(INFORMATION PROVIDED):
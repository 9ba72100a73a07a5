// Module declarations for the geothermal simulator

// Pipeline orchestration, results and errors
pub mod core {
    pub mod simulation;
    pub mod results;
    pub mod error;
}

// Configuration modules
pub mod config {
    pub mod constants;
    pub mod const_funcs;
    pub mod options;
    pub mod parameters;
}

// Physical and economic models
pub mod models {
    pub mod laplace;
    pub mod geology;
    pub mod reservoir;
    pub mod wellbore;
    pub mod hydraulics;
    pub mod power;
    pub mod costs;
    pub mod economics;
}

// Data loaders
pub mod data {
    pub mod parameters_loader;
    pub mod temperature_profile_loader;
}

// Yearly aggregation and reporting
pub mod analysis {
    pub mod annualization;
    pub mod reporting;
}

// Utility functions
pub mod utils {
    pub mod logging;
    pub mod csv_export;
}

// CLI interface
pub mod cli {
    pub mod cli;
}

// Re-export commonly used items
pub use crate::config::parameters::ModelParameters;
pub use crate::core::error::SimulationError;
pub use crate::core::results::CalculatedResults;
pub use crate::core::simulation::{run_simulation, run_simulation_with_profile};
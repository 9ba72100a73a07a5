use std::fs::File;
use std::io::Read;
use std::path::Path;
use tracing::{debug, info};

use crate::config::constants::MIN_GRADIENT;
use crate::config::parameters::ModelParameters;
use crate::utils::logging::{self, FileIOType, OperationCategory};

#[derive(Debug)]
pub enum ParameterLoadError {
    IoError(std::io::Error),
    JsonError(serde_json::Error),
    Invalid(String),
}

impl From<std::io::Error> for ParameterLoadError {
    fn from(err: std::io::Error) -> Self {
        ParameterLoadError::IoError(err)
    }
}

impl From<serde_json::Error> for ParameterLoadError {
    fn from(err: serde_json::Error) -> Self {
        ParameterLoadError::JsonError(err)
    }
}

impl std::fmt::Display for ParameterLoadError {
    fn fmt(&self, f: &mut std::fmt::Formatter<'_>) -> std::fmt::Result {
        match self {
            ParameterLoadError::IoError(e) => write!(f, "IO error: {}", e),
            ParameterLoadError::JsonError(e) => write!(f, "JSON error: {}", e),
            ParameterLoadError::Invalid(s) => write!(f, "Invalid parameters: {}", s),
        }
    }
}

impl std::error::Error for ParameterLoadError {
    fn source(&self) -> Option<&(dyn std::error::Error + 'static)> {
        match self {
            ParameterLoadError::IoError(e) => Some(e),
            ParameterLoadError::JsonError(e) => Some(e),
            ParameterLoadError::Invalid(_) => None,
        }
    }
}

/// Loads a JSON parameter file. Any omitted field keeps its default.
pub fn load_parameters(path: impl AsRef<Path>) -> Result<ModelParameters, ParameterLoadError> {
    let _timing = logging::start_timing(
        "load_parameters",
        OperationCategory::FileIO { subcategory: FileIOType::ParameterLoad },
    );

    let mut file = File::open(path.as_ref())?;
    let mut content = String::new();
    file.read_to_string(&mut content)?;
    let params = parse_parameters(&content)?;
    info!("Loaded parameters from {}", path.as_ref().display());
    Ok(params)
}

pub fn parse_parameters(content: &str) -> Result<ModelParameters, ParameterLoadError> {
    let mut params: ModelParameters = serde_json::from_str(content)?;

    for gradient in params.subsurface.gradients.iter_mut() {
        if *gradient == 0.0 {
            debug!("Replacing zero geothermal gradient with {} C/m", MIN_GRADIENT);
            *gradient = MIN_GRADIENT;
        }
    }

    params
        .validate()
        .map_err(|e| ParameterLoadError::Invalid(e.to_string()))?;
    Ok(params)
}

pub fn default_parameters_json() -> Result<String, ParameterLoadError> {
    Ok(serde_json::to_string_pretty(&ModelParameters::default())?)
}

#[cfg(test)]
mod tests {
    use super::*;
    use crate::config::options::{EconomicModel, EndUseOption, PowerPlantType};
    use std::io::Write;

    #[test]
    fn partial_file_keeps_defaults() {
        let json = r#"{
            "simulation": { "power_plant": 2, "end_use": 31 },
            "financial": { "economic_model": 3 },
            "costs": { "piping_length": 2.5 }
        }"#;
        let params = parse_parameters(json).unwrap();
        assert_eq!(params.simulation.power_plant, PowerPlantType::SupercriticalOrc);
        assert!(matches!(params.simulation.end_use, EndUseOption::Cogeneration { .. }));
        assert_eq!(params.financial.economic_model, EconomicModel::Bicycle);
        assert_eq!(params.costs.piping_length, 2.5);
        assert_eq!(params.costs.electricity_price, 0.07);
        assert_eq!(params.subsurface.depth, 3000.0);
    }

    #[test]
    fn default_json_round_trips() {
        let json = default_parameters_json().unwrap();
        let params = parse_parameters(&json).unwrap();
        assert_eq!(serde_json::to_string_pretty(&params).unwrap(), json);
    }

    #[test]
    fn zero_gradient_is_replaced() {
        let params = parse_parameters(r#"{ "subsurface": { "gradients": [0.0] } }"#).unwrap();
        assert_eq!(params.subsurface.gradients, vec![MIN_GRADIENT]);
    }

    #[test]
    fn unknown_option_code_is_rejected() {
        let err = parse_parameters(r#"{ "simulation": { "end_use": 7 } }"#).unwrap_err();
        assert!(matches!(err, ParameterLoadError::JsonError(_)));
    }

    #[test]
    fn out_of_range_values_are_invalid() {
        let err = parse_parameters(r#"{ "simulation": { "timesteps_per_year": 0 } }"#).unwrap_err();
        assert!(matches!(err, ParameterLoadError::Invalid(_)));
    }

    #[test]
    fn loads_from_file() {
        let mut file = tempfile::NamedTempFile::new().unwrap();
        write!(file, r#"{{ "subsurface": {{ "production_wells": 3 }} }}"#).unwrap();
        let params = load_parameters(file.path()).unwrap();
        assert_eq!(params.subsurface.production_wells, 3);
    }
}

(TASK STATEMENT): Everything in the material above from the line that has "assert!(matches!(err, ParameterLoadError::JsonError(_)));" through the line that has "let params = load_parameters(file.path()).unwrap();" must be duplicated exactly, with no other lines given.

(ANSWER FOR THE TASK):
        assert!(matches!(err, ParameterLoadError::JsonError(_)));
    }

    #[test]
    fn out_of_range_values_are_invalid() {
        let err = parse_parameters(r#"{ "simulation": { "timesteps_per_year": 0 } }"#).unwrap_err();
        assert!(matches!(err, ParameterLoadError::Invalid(_)));
    }

    #[test]
    fn loads_from_file() {
        let mut file = tempfile::NamedTempFile::new().unwrap();
        write!(file, r#"{{ "subsurface": {{ "production_wells": 3 }} }}"#).unwrap();
        let params = load_parameters(file.path()).unwrap();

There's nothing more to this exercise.